//! imsession-pinyin crate root
//!
//! A small table-driven pinyin engine for `imsession-core`, plus the pieces
//! of the `imsession` console host.
//!
//! Public API exported here:
//! - `TableEngine` and `TableContext` from `engine`
//! - `Dictionary` from `dictionary`
//! - `Parser` and `Syllable` from `parser`
//! - `FuzzyMap` from `fuzzy`
//! - `JsonSink` from `sink`

pub mod dictionary;
pub mod engine;
pub mod fuzzy;
pub mod parser;
pub mod script;
pub mod sink;

pub use dictionary::{Dictionary, Entry};
pub use engine::{Conversion, Segment, TableContext, TableEngine};
pub use fuzzy::FuzzyMap;
pub use parser::{Parser, Syllable, PINYIN_SYLLABLES};
pub use script::{parse_line, Command};
pub use sink::{JsonSink, SinkEvent};

pub use imsession_core::{Config, Session, SessionHost};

·····

Give back all the data exactly as written.

- [EXPECTED OUTPUT]:
//! imsession-pinyin crate root
//!
//! A small table-driven pinyin engine for `imsession-core`, plus the pieces
//! of the `imsession` console host.
//!
//! Public API exported here:
//! - `TableEngine` and `TableContext` from `engine`
//! - `Dictionary` from `dictionary`
//! - `Parser` and `Syllable` from `parser`
//! - `FuzzyMap` from `fuzzy`
//! - `JsonSink` from `sink`

pub mod dictionary;
pub mod engine;
pub mod fuzzy;
pub mod parser;
pub mod script;
pub mod sink;

pub use dictionary::{Dictionary, Entry};
pub use engine::{Conversion, Segment, TableContext, TableEngine};
pub use fuzzy::FuzzyMap;
pub use parser::{Parser, Syllable, PINYIN_SYLLABLES};
pub use script::{parse_line, Command};
pub use sink::{JsonSink, SinkEvent};

pub use imsession_core::{Config, Session, SessionHost};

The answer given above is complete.